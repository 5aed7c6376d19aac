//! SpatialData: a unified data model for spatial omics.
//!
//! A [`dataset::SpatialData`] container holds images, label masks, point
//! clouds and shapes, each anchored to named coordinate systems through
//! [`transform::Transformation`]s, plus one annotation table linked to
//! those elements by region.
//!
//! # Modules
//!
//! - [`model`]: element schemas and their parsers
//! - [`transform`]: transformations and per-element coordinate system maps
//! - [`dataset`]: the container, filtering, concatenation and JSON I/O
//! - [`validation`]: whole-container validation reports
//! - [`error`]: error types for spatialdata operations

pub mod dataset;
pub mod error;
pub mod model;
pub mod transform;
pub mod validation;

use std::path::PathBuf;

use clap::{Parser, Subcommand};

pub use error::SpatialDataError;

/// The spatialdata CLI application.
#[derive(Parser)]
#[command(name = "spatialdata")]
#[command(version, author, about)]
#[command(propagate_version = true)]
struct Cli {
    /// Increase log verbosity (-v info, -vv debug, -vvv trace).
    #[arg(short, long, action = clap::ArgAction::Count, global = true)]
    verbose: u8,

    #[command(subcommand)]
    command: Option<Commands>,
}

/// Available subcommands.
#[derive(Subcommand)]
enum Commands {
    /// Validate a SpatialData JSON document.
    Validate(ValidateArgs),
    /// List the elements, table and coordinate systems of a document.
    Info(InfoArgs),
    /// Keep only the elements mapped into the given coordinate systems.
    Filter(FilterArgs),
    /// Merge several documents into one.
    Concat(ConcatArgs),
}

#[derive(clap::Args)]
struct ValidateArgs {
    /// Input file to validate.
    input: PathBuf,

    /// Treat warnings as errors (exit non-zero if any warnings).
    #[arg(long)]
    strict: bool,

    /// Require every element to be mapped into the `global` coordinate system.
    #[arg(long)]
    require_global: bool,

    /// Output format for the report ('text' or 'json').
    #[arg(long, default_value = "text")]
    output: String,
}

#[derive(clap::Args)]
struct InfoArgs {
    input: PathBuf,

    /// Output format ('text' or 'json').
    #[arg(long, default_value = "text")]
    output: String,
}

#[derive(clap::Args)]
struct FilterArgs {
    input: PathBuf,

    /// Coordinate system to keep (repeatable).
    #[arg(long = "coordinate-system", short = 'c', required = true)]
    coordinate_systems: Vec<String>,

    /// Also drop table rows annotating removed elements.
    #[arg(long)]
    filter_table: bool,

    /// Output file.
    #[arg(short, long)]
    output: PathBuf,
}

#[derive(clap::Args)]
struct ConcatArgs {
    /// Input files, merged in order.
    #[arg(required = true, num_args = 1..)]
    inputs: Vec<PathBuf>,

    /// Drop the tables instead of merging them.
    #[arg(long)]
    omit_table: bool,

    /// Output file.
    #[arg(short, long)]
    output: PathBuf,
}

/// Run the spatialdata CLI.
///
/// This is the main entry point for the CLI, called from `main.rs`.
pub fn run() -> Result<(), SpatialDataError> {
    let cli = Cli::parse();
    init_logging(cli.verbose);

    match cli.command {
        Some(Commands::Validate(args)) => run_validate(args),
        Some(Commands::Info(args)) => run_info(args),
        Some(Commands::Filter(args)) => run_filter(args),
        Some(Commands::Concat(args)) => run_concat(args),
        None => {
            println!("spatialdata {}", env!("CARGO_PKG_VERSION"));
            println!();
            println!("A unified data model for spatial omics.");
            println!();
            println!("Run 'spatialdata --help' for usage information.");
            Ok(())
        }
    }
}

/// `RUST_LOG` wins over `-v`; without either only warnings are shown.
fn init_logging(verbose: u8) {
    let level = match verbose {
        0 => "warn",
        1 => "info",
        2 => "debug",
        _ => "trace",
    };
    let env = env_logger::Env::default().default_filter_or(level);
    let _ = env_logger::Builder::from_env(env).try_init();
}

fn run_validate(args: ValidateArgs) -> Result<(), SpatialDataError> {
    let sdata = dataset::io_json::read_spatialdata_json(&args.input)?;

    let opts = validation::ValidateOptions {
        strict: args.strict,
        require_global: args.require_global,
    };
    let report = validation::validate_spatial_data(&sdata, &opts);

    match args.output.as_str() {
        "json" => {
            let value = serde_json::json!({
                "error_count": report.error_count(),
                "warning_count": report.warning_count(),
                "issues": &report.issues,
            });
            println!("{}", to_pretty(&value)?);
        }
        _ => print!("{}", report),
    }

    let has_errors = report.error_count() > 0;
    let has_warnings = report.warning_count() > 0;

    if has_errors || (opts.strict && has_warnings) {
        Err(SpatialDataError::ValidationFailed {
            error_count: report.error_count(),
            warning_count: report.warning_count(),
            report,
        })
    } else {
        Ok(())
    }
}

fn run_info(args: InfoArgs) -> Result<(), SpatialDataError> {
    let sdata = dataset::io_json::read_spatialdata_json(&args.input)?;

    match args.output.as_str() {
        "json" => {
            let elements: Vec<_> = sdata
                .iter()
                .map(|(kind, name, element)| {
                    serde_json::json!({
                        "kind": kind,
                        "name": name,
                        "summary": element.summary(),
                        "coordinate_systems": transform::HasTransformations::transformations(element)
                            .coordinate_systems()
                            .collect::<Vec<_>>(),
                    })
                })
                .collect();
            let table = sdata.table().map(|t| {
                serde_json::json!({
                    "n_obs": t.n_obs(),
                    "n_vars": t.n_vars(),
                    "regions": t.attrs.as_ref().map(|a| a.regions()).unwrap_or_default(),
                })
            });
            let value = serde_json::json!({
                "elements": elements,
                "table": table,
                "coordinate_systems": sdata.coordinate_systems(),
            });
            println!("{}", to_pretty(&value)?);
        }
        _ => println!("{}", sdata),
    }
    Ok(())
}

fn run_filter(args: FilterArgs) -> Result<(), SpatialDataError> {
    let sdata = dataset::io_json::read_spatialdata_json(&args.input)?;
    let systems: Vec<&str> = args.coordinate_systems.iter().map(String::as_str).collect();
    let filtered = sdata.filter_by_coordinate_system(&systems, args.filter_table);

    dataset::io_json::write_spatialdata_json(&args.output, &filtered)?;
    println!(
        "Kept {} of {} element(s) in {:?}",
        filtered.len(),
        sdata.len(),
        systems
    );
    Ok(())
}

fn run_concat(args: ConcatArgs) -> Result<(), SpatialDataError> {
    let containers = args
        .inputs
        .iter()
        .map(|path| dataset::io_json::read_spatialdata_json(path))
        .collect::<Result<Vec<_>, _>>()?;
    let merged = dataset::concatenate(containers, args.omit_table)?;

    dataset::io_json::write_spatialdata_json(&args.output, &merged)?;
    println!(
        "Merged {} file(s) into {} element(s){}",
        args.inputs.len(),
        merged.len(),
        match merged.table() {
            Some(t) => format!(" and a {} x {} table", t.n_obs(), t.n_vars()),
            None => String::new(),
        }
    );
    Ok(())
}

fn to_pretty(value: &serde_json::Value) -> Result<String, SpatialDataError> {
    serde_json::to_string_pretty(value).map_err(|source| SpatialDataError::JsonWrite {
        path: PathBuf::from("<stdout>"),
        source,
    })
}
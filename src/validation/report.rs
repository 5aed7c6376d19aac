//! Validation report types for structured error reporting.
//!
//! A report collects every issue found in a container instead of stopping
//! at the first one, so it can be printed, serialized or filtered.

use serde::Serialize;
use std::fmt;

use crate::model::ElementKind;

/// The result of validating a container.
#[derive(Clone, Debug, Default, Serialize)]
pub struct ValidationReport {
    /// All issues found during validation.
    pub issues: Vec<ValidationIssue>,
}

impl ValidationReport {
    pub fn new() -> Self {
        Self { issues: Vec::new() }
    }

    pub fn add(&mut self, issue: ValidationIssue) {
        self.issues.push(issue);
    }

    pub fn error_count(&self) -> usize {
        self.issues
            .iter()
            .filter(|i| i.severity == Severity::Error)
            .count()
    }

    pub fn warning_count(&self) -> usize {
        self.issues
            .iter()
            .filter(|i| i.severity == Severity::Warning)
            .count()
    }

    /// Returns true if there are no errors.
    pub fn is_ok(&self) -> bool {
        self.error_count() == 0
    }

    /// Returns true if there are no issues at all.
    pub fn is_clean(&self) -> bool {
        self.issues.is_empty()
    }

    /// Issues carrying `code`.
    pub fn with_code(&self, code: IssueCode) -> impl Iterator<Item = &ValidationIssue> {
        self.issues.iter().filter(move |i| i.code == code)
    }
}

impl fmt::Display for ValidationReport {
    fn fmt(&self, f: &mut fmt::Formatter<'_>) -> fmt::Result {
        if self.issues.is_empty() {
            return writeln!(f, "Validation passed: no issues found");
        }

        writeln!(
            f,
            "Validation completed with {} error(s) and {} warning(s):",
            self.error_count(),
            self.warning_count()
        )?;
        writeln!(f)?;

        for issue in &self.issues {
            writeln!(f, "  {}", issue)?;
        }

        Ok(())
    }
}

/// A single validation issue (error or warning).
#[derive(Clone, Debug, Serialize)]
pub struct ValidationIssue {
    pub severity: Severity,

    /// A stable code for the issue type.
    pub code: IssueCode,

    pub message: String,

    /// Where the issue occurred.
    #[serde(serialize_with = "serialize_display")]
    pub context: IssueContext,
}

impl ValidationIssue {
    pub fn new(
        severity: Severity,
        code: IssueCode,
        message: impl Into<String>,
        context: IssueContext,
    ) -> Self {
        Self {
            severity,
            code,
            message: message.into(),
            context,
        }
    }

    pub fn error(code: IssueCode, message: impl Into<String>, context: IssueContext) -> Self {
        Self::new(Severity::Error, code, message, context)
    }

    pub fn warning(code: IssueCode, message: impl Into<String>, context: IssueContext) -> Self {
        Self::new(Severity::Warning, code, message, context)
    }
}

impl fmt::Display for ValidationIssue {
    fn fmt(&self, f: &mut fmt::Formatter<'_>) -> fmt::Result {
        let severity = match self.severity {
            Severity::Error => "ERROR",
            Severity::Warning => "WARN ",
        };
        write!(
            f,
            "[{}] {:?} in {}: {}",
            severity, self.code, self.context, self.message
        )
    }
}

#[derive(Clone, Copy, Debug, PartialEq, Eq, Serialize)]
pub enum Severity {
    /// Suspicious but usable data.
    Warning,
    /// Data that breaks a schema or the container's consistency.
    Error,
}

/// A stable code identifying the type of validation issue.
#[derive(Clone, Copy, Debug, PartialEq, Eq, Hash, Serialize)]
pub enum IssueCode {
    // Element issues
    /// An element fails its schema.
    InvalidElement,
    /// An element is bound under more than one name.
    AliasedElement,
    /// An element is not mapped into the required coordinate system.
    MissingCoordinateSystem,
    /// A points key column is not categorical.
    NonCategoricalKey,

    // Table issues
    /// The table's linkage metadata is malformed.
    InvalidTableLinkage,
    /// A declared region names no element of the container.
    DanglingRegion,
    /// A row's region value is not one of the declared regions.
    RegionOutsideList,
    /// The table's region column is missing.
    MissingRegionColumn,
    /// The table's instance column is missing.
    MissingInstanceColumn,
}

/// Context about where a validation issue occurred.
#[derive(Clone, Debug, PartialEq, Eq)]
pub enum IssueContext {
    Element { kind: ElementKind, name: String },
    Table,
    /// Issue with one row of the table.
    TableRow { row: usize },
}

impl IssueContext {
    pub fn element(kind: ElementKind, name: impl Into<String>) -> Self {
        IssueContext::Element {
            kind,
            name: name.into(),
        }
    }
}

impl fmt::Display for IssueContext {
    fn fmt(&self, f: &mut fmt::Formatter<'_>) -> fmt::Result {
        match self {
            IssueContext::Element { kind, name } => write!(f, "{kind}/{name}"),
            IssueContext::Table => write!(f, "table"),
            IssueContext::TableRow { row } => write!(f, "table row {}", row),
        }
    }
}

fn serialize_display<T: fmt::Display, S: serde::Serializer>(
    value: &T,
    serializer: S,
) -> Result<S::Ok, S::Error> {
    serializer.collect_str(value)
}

__TASK TO CARRY OUT__:
Check every line above for the word "elements" and copy those that have it.

__ANSWER__:
//! those elements by region.
    /// List the elements, table and coordinate systems of a document.
    /// Keep only the elements mapped into the given coordinate systems.
    /// Also drop table rows annotating removed elements.
            let elements: Vec<_> = sdata
                "elements": elements,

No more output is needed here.